* **Saved entries**

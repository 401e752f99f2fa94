//! End-to-end screening: list file, roster file, background run, report

use screening_core::{
    spawn_screening, LocalListSource, ListSource, RawReferenceList, ReferenceListIngestor,
    RosterImporter, RunState, ScreeningEvent, ScreeningPipeline, ScreeningReport,
};
use std::sync::Arc;
use tokio_util::sync::CancellationToken;

const LIST: &str = "\
fileGenerationDate;Entity_LogicalId;Entity_SubjectType;NameAlias_LastName;NameAlias_FirstName;NameAlias_MiddleName;NameAlias_WholeName
2024-05-02;101;P;Petrović;Ivan;;Ivan Petrović
2024-05-02;101;P;;;;Ivan Petrovic
2024-05-02;202;E;;;;Petrovic Trading Ltd
2024-05-02;303;P;Иванов;Иван;;Иван Иванов
2024-05-02;404;P;Horvat;Ana;Marija;Ana Marija Horvat
2024-05-02;404;P;Horvat;Ana;Marija;Ana Marija Horvat
";

const ROSTER: &str = "\
IME,OIB,ADRESA
Petrov Ivan,12345678901,Ilica 1
Marić Marko,23456789012,Split
Horvat Ana,34567890123,Osijek
Kovač Petra,45678901234,Rijeka
";

fn write_inputs(dir: &std::path::Path) -> (std::path::PathBuf, std::path::PathBuf) {
    let list = dir.join("list.csv");
    let roster = dir.join("clients.csv");
    std::fs::write(&list, LIST).unwrap();
    std::fs::write(&roster, ROSTER).unwrap();
    (list, roster)
}

#[test]
fn test_index_filters_rows() {
    let raw = RawReferenceList::from_reader(LIST.as_bytes(), b';').unwrap();
    let index = ReferenceListIngestor::default().build_index(&raw).unwrap();

    let stats = index.stats();
    assert_eq!(stats.rows_read, 6);
    assert_eq!(stats.person_rows, 5);
    assert_eq!(stats.rejected_script, 1);
    assert_eq!(stats.duplicates, 1);
    assert_eq!(index.len(), 3);
    assert_eq!(index.entity_count(), 2);
    assert!(index.aliases().all(|a| a.entity_id != "202"));
    assert_eq!(index.metadata().file_generation_date.as_deref(), Some("2024-05-02"));
}

#[tokio::test]
async fn test_full_run() {
    let dir = tempfile::tempdir().unwrap();
    let (list_path, roster_path) = write_inputs(dir.path());

    let list = LocalListSource::new(&list_path).fetch().await.unwrap();
    let index = ReferenceListIngestor::default().load(&list.path).unwrap();
    let metadata = index.metadata().clone();
    let import = RosterImporter::default().load(&roster_path).unwrap();
    assert_eq!(import.summary(), "Loaded 4 people.");

    let roster: Arc<[_]> = import.entries.into();
    let mut handle = spawn_screening(
        Arc::new(ScreeningPipeline::default()),
        roster.clone(),
        Ok(Arc::new(index)),
        CancellationToken::new(),
    );

    let mut progress = Vec::new();
    let mut matched_positions = Vec::new();
    let mut completions = Vec::new();
    while let Some(event) = handle.next_event().await {
        match event {
            ScreeningEvent::Progress { current, total } => progress.push((current, total)),
            ScreeningEvent::Match { outcome, .. } => matched_positions.push(outcome.position),
            ScreeningEvent::Completed { matched, total } => completions.push((matched, total)),
        }
    }

    assert_eq!(progress, vec![(0, 4), (1, 4), (2, 4), (3, 4), (4, 4)]);
    assert_eq!(matched_positions, vec![0, 2]);
    assert_eq!(completions, vec![(2, 4)]);
    assert_eq!(handle.state(), RunState::Completed);

    let summary = handle.join().await.unwrap();
    let mut entries = roster.to_vec();
    for outcome in &summary.outcomes {
        entries[outcome.position].apply_outcome(outcome);
    }

    assert_eq!(entries[0].match_count, 1);
    assert_eq!(
        entries[0].matching_names,
        vec!["Ivan Petrović".to_string(), "Ivan Petrovic".to_string()]
    );
    assert_eq!(entries[1].match_count, 0);
    assert_eq!(entries[2].matching_names, vec!["Ana Marija Horvat".to_string()]);

    let report_path = dir.path().join("report.json");
    let report = ScreeningReport::build(&entries, &summary, &metadata);
    report.write_json(&report_path).unwrap();

    assert_eq!(report.total_matched, 2);
    assert_eq!(report.matches[0].name, "Petrov Ivan");
    assert_eq!(report.matches[1].identifier, "34567890123");
    assert!(report_path.exists());
}

#[tokio::test]
async fn test_cancelled_run() {
    let dir = tempfile::tempdir().unwrap();
    let (list_path, roster_path) = write_inputs(dir.path());

    let index = ReferenceListIngestor::default().load(&list_path).unwrap();
    let roster: Arc<[_]> = RosterImporter::default().load(&roster_path).unwrap().entries.into();

    let cancel = CancellationToken::new();
    cancel.cancel();
    let mut handle = spawn_screening(Arc::new(ScreeningPipeline::default()), roster, Ok(Arc::new(index)), cancel);

    let mut events = Vec::new();
    while let Some(event) = handle.next_event().await {
        events.push(event);
    }

    assert_eq!(events, vec![ScreeningEvent::Completed { matched: 0, total: 4 }]);
    assert_eq!(handle.state(), RunState::Cancelled);

    let summary = handle.join().await.unwrap();
    assert_eq!(summary.state, RunState::Cancelled);
    assert_eq!(summary.processed, 0);
}

#[tokio::test]
async fn test_list_without_persons() {
    let raw = RawReferenceList::from_reader(
        "Entity_LogicalId;Entity_SubjectType;NameAlias_WholeName\n202;E;Petrovic Trading Ltd\n".as_bytes(),
        b';',
    )
    .unwrap();
    let index = ReferenceListIngestor::default().build_index(&raw).map(Arc::new);
    assert!(index.is_err());

    let roster: Arc<[_]> = RosterImporter::default().load_csv(ROSTER.as_bytes()).unwrap().entries.into();
    let mut handle = spawn_screening(Arc::new(ScreeningPipeline::default()), roster, index, CancellationToken::new());

    assert_eq!(
        handle.next_event().await,
        Some(ScreeningEvent::Completed { matched: 0, total: 0 })
    );
    assert_eq!(handle.next_event().await, None);

    let summary = handle.join().await.unwrap();
    assert!(summary.index_error.is_some());
}
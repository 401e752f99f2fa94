//! Configuration for the screening core
//!
//! Thresholds, list endpoint and file layouts are passed to the components at
//! construction instead of living in module constants, so tests can run the
//! same code with different tuning.

use serde::{Deserialize, Serialize};
use std::path::{Path, PathBuf};

/// EU consolidated financial sanctions list, CSV flavour 1.1
pub const DEFAULT_LIST_URL: &str = "https://webgate.ec.europa.eu/fsd/fsf/public/files/csvFullSanctionsList_1_1/content?token=dG9rZW4tMjAxNw";

/// Screening configuration
#[derive(Debug, Clone, Default, PartialEq, Serialize, Deserialize)]
#[serde(default)]
pub struct Config {
    /// Name matcher tuning
    pub matcher: MatcherConfig,

    /// Reference list parsing
    pub ingest: IngestConfig,

    /// List download
    pub retrieval: RetrievalConfig,

    /// Roster file layout
    pub roster: RosterConfig,

    /// Result report
    pub report: ReportConfig,
}

/// Name matcher thresholds and weights
#[derive(Debug, Clone, PartialEq, Serialize, Deserialize)]
#[serde(default)]
pub struct MatcherConfig {
    /// Minimum token-set ratio for a surname to count
    pub surname_threshold: f64,

    /// Minimum token-set ratio for given names on the fuzzy path
    pub name_threshold: f64,

    /// Minimum character similarity for a whole-name token to count
    pub token_similarity: f64,

    /// Shortest token allowed to take part in prefix and whole-name matching
    pub min_token_length: usize,

    /// Weight of the surname score in the combined ranking score
    pub surname_weight: f64,

    /// Weight of the given-name score in the combined ranking score
    pub name_weight: f64,
}

impl Default for MatcherConfig {
    fn default() -> Self {
        Self {
            surname_threshold: 0.80,
            name_threshold: 0.70,
            token_similarity: 0.85,
            min_token_length: 3,
            surname_weight: 0.6,
            name_weight: 0.4,
        }
    }
}

/// Reference list parsing
#[derive(Debug, Clone, PartialEq, Serialize, Deserialize)]
#[serde(default)]
pub struct IngestConfig {
    /// Field delimiter of the published list
    pub delimiter: char,

    /// `Entity_SubjectType` value marking natural persons
    pub person_subject_type: String,
}

impl Default for IngestConfig {
    fn default() -> Self {
        Self {
            delimiter: ';',
            person_subject_type: "P".to_string(),
        }
    }
}

/// List download
#[derive(Debug, Clone, PartialEq, Serialize, Deserialize)]
#[serde(default)]
pub struct RetrievalConfig {
    /// Versioned endpoint serving the full list
    pub url: String,

    /// Request timeout (seconds)
    pub timeout_seconds: u64,

    /// Where downloaded lists are kept; system temp dir when unset
    pub download_dir: Option<PathBuf>,
}

impl Default for RetrievalConfig {
    fn default() -> Self {
        Self {
            url: DEFAULT_LIST_URL.to_string(),
            timeout_seconds: 120,
            download_dir: None,
        }
    }
}

/// Roster file layout
#[derive(Debug, Clone, PartialEq, Serialize, Deserialize)]
#[serde(default)]
pub struct RosterConfig {
    /// Field delimiter of CSV rosters
    pub delimiter: char,

    /// Column holding "surname(s) given-name"
    pub name_column: String,

    /// Column holding the personal identifier
    pub identifier_column: String,

    /// Column holding the address
    pub address_column: String,
}

impl Default for RosterConfig {
    fn default() -> Self {
        Self {
            delimiter: ',',
            name_column: "IME".to_string(),
            identifier_column: "OIB".to_string(),
            address_column: "ADRESA".to_string(),
        }
    }
}

/// Result report
#[derive(Debug, Clone, Default, PartialEq, Serialize, Deserialize)]
#[serde(default)]
pub struct ReportConfig {
    /// JSON report destination; no report is written when unset
    pub output_path: Option<PathBuf>,
}

impl Config {
    /// Load from a TOML file. Sections and keys left out keep their defaults.
    pub fn from_file(path: impl AsRef<Path>) -> crate::Result<Self> {
        let content = std::fs::read_to_string(path)?;
        let config: Config = toml::from_str(&content)
            .map_err(|e| crate::Error::Config(format!("Failed to parse config: {}", e)))?;
        config.validate()?;
        Ok(config)
    }

    /// Defaults with environment overrides applied
    pub fn from_env() -> crate::Result<Self> {
        Config::default().with_env_overrides()
    }

    /// Apply `SCREENING_*` environment overrides on top of `self`
    pub fn with_env_overrides(mut self) -> crate::Result<Self> {
        if let Ok(url) = std::env::var("SCREENING_LIST_URL") {
            self.retrieval.url = url;
        }

        if let Ok(value) = std::env::var("SCREENING_SURNAME_THRESHOLD") {
            self.matcher.surname_threshold = parse_env("SCREENING_SURNAME_THRESHOLD", &value)?;
        }

        if let Ok(value) = std::env::var("SCREENING_NAME_THRESHOLD") {
            self.matcher.name_threshold = parse_env("SCREENING_NAME_THRESHOLD", &value)?;
        }

        if let Ok(value) = std::env::var("SCREENING_HTTP_TIMEOUT_SECS") {
            self.retrieval.timeout_seconds = parse_env("SCREENING_HTTP_TIMEOUT_SECS", &value)?;
        }

        if let Ok(path) = std::env::var("SCREENING_REPORT_PATH") {
            self.report.output_path = Some(PathBuf::from(path));
        }

        self.validate()?;
        Ok(self)
    }

    /// Reject settings the matcher or parsers cannot work with
    pub fn validate(&self) -> crate::Result<()> {
        let m = &self.matcher;
        for (name, value) in [
            ("surname_threshold", m.surname_threshold),
            ("name_threshold", m.name_threshold),
            ("token_similarity", m.token_similarity),
            ("surname_weight", m.surname_weight),
            ("name_weight", m.name_weight),
        ] {
            if !(0.0..=1.0).contains(&value) {
                return Err(crate::Error::Config(format!(
                    "matcher.{} must be within [0, 1], got {}",
                    name, value
                )));
            }
        }

        if ((m.surname_weight + m.name_weight) - 1.0).abs() > 1e-9 {
            return Err(crate::Error::Config(format!(
                "matcher weights must sum to 1, got {} + {}",
                m.surname_weight, m.name_weight
            )));
        }

        for (name, delimiter) in [
            ("ingest.delimiter", self.ingest.delimiter),
            ("roster.delimiter", self.roster.delimiter),
        ] {
            if delimiter_byte(delimiter).is_none() {
                return Err(crate::Error::Config(format!(
                    "{} must be a single ASCII character, got {:?}",
                    name, delimiter
                )));
            }
        }

        if self.retrieval.url.trim().is_empty() {
            return Err(crate::Error::Config("retrieval.url is empty".to_string()));
        }

        Ok(())
    }
}

/// Single-byte form of a field delimiter; `None` unless the character is ASCII
pub fn delimiter_byte(delimiter: char) -> Option<u8> {
    u8::try_from(delimiter).ok().filter(u8::is_ascii)
}

fn parse_env<T: std::str::FromStr>(key: &str, value: &str) -> crate::Result<T>
where
    T::Err: std::fmt::Display,
{
    value
        .trim()
        .parse()
        .map_err(|e| crate::Error::Config(format!("Invalid {}={:?}: {}", key, value, e)))
}
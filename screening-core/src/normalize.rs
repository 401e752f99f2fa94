//! Name canonicalization shared by list ingestion and roster queries.

use unicode_normalization::UnicodeNormalization;

/// Canonical form of a free-text name.
///
/// Compatibility decomposition (NFKD) splits accented letters into a base
/// letter plus combining marks; everything outside ASCII is then dropped, so
/// `Petrović` folds to `petrovic`. `đ` has no decomposition and is mapped to
/// `d` explicitly. The result is lowercased, hyphens become spaces, and
/// surrounding whitespace is trimmed.
///
/// `normalize(normalize(x)) == normalize(x)` for every input.
pub fn normalize(text: &str) -> String {
    let folded: String = text
        .nfkd()
        .map(fold_stroke)
        .filter(char::is_ascii)
        .collect();

    folded.to_lowercase().replace('-', " ").trim().to_string()
}

/// [`normalize`] for optional fields; a missing value is the empty string.
pub fn normalize_opt(text: Option<&str>) -> String {
    text.map(normalize).unwrap_or_default()
}

// Letters with a stroke are atomic in Unicode and would otherwise vanish.
fn fold_stroke(c: char) -> char {
    match c {
        'đ' => 'd',
        'Đ' => 'D',
        _ => c,
    }
}

#[cfg(test)]
mod tests {
    use super::*;

    #[test]
    fn test_strips_diacritics() {
        assert_eq!(normalize("Petrović"), "petrovic");
        assert_eq!(normalize("ŠIMIĆ Željko"), "simic zeljko");
        assert_eq!(normalize("Čačić"), "cacic");
        assert_eq!(normalize("Đurđević"), "durdevic");
    }

    #[test]
    fn test_hyphen_and_trim() {
        assert_eq!(normalize("  Jean-Pierre "), "jean pierre");
        assert_eq!(normalize("-Ana-"), "ana");
    }

    #[test]
    fn test_non_latin_folds_away() {
        assert_eq!(normalize("Иван"), "");
        assert_eq!(normalize(""), "");
    }

    #[test]
    fn test_missing_is_empty() {
        assert_eq!(normalize_opt(None), "");
        assert_eq!(normalize_opt(Some("Ivan")), "ivan");
    }

    #[test]
    fn test_idempotent_on_samples() {
        for sample in ["Müller-Lüdenscheidt", " - ", "O'Brien", "ﬁlip", "Ǆemal"] {
            let once = normalize(sample);
            assert_eq!(normalize(&once), once, "sample: {sample}");
        }
    }
}
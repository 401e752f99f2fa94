//! Error types for the screening core

use thiserror::Error;

/// Result type for screening operations
pub type Result<T> = std::result::Result<T, Error>;

/// Structural failures while building the reference index.
///
/// Any of these aborts the whole build; no partial index is produced.
#[derive(Error, Debug)]
pub enum IngestError {
    #[error("Sanctions list is missing mandatory column: {0}")]
    MissingColumn(String),

    #[error("No valid names found in the sanctions list")]
    EmptyIndex,

    #[error("Sanctions list delimiter must be a single ASCII character, got {0:?}")]
    InvalidDelimiter(char),

    #[error("Sanctions list CSV error: {0}")]
    Csv(#[from] csv::Error),

    #[error("IO error: {0}")]
    Io(#[from] std::io::Error),
}

/// Roster import failures that reject the whole file.
///
/// Row-level problems are never reported here; they are counted in
/// [`crate::roster::RosterImport::skipped`].
#[derive(Error, Debug)]
pub enum RosterError {
    #[error("Unsupported file format: {0}. Use CSV or Excel.")]
    UnsupportedFormat(String),

    #[error("Missing columns: {}", .0.join(", "))]
    MissingColumns(Vec<String>),

    #[error("Roster delimiter must be a single ASCII character, got {0:?}")]
    InvalidDelimiter(char),

    #[error("Spreadsheet error: {0}")]
    Spreadsheet(String),

    #[error("Roster CSV error: {0}")]
    Csv(#[from] csv::Error),

    #[error("IO error: {0}")]
    Io(#[from] std::io::Error),
}

/// Sanctions list download failures. The caller decides whether to try again.
#[derive(Error, Debug)]
pub enum RetrievalError {
    #[error("HTTP client error: {0}")]
    Http(#[from] reqwest::Error),

    #[error("Sanctions list download returned HTTP {status}")]
    Status { status: u16 },

    #[error("Sanctions list download returned an empty body")]
    EmptyBody,

    #[error("Sanctions list file not found: {0}")]
    NotFound(String),

    #[error("IO error: {0}")]
    Io(#[from] std::io::Error),
}

/// Crate-level error
#[derive(Error, Debug)]
pub enum Error {
    #[error(transparent)]
    Ingest(#[from] IngestError),

    #[error(transparent)]
    Roster(#[from] RosterError),

    #[error(transparent)]
    Retrieval(#[from] RetrievalError),

    /// Configuration error
    #[error("Configuration error: {0}")]
    Config(String),

    /// Serialization error
    #[error("Serialization error: {0}")]
    Serialization(#[from] serde_json::Error),

    /// Background task panicked or was aborted
    #[error("Background task failed: {0}")]
    Task(String),

    /// IO error
    #[error("IO error: {0}")]
    Io(#[from] std::io::Error),
}

impl From<tokio::task::JoinError> for Error {
    fn from(err: tokio::task::JoinError) -> Self {
        Error::Task(err.to_string())
    }
}
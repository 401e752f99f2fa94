//! Sanctions list retrieval
//!
//! One GET against the configured endpoint; any failure is returned to the
//! caller, who decides whether to trigger another attempt.

use crate::config::RetrievalConfig;
use crate::error::RetrievalError;
use async_trait::async_trait;
use reqwest::{Client, StatusCode};
use std::future::Future;
use std::path::{Path, PathBuf};
use std::sync::Arc;
use std::time::Duration;
use tempfile::TempPath;
use tokio::task::JoinHandle;
use tracing::{info, warn};

/// A sanctions list stored on local disk
#[derive(Debug, Clone, PartialEq, Eq)]
pub struct DownloadedList {
    pub path: PathBuf,
    /// File size
    pub bytes: u64,
}

/// Where the raw sanctions list comes from
#[async_trait]
pub trait ListSource: Send + Sync {
    /// Produce a local copy of the list
    async fn fetch(&self) -> Result<DownloadedList, RetrievalError>;

    /// Source name for logs
    fn name(&self) -> &str;
}

/// Downloads the list over HTTP
#[derive(Debug, Clone)]
pub struct HttpListSource {
    config: RetrievalConfig,
    client: Client,
}

impl HttpListSource {
    pub fn new(config: RetrievalConfig) -> Result<Self, RetrievalError> {
        let client = Client::builder()
            .timeout(Duration::from_secs(config.timeout_seconds))
            .build()?;

        Ok(Self { config, client })
    }

    fn target_file(&self) -> Result<TempPath, RetrievalError> {
        let mut builder = tempfile::Builder::new();
        builder.prefix("sanctions-").suffix(".csv");

        let file = match &self.config.download_dir {
            Some(dir) => builder.tempfile_in(dir)?,
            None => builder.tempfile()?,
        };
        Ok(file.into_temp_path())
    }
}

/// Run `write` against the temp file and keep it only if the write succeeds.
/// On failure the file is removed when `target` drops.
async fn persist<W, Fut>(target: TempPath, write: W) -> Result<PathBuf, RetrievalError>
where
    W: FnOnce(PathBuf) -> Fut,
    Fut: Future<Output = std::io::Result<()>>,
{
    write(target.to_path_buf()).await?;
    // the caller owns the file from here on
    Ok(target.keep().map_err(|e| e.error)?)
}

#[async_trait]
impl ListSource for HttpListSource {
    async fn fetch(&self) -> Result<DownloadedList, RetrievalError> {
        info!("Downloading sanctions list from {}", self.config.url);

        let response = self.client.get(&self.config.url).send().await?;

        let status = response.status();
        if status != StatusCode::OK {
            warn!("Sanctions list download failed with HTTP {}", status.as_u16());
            return Err(RetrievalError::Status {
                status: status.as_u16(),
            });
        }

        let body = response.bytes().await?;
        if body.is_empty() {
            warn!("Sanctions list download returned no content");
            return Err(RetrievalError::EmptyBody);
        }

        let target = self.target_file()?;
        let contents = body.clone();
        let path = persist(target, move |path| tokio::fs::write(path, contents)).await?;

        info!("Sanctions list saved to {} ({} bytes)", path.display(), body.len());
        Ok(DownloadedList {
            path,
            bytes: body.len() as u64,
        })
    }

    fn name(&self) -> &str {
        "HTTP"
    }
}

/// A list that is already on disk
#[derive(Debug, Clone)]
pub struct LocalListSource {
    path: PathBuf,
}

impl LocalListSource {
    pub fn new(path: impl Into<PathBuf>) -> Self {
        Self { path: path.into() }
    }

    pub fn path(&self) -> &Path {
        &self.path
    }
}

#[async_trait]
impl ListSource for LocalListSource {
    async fn fetch(&self) -> Result<DownloadedList, RetrievalError> {
        let metadata = match tokio::fs::metadata(&self.path).await {
            Ok(metadata) if metadata.is_file() => metadata,
            Ok(_) => return Err(RetrievalError::NotFound(self.path.display().to_string())),
            Err(e) if e.kind() == std::io::ErrorKind::NotFound => {
                return Err(RetrievalError::NotFound(self.path.display().to_string()))
            }
            Err(e) => return Err(e.into()),
        };

        Ok(DownloadedList {
            path: self.path.clone(),
            bytes: metadata.len(),
        })
    }

    fn name(&self) -> &str {
        "local file"
    }
}

/// Fetch in the background
pub fn spawn_download(source: Arc<dyn ListSource>) -> JoinHandle<Result<DownloadedList, RetrievalError>> {
    tokio::spawn(async move {
        let result = source.fetch().await;
        if let Err(e) = &result {
            warn!("Sanctions list retrieval from {} failed: {}", source.name(), e);
        }
        result
    })
}
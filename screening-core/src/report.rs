//! Screening result report
//!
//! JSON rendition of a run: which roster entries matched, against which
//! names, and under which list version.

use crate::ingest::ListMetadata;
use crate::pipeline::RunSummary;
use crate::types::{RosterEntry, RunState};
use chrono::{DateTime, NaiveDate, Utc};
use serde::{Deserialize, Serialize};
use std::path::Path;
use tracing::{info, warn};
use uuid::Uuid;

/// One matched roster entry
#[derive(Debug, Clone, PartialEq, Serialize, Deserialize)]
pub struct ReportEntry {
    pub position: usize,
    pub name: String,
    pub identifier: String,
    pub address: String,
    pub matching_names: Vec<String>,
    pub entity_ids: Vec<String>,
    pub best_score: f64,
}

/// Report of one screening run
#[derive(Debug, Clone, PartialEq, Serialize, Deserialize)]
pub struct ScreeningReport {
    pub report_id: Uuid,
    pub run_id: Uuid,
    pub generated_at: DateTime<Utc>,
    /// `fileGenerationDate` of the screened list, as published
    pub list_generation_date: Option<String>,
    pub list_date: Option<NaiveDate>,
    pub state: RunState,
    pub total_entries: usize,
    pub screened_entries: usize,
    pub total_matched: usize,
    pub matches: Vec<ReportEntry>,
}

impl ScreeningReport {
    /// Collect the matched entries of `summary` from the screened `roster`
    pub fn build(roster: &[RosterEntry], summary: &RunSummary, metadata: &ListMetadata) -> Self {
        let matches = summary
            .outcomes
            .iter()
            .filter(|outcome| outcome.matched)
            .filter_map(|outcome| match roster.get(outcome.position) {
                Some(entry) => Some(ReportEntry {
                    position: outcome.position,
                    name: entry.display_name(),
                    identifier: entry.identifier.clone(),
                    address: entry.address.clone(),
                    matching_names: outcome.matching_names.clone(),
                    entity_ids: outcome.entity_ids.clone(),
                    best_score: outcome.best_score,
                }),
                None => {
                    warn!("Outcome for position {} has no roster entry", outcome.position);
                    None
                }
            })
            .collect::<Vec<_>>();

        Self {
            report_id: Uuid::new_v4(),
            run_id: summary.run_id,
            generated_at: Utc::now(),
            list_generation_date: metadata.file_generation_date.clone(),
            list_date: metadata.generation_date(),
            state: summary.state,
            total_entries: summary.total,
            screened_entries: summary.processed,
            total_matched: matches.len(),
            matches,
        }
    }

    pub fn to_json(&self) -> crate::Result<String> {
        Ok(serde_json::to_string_pretty(self)?)
    }

    /// Write as pretty JSON, creating parent directories. Returns bytes written.
    pub fn write_json(&self, path: impl AsRef<Path>) -> crate::Result<u64> {
        let path = path.as_ref();
        if let Some(parent) = path.parent().filter(|p| !p.as_os_str().is_empty()) {
            std::fs::create_dir_all(parent)?;
        }

        let json = self.to_json()?;
        std::fs::write(path, json.as_bytes())?;

        info!(
            "Screening report {} written to {} ({} matches)",
            self.report_id,
            path.display(),
            self.total_matched
        );
        Ok(json.len() as u64)
    }
}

* **Task to carry out**
Your reply should be one number: how many lines in the entries above contain the word "folded".

* **Exercise solution**
2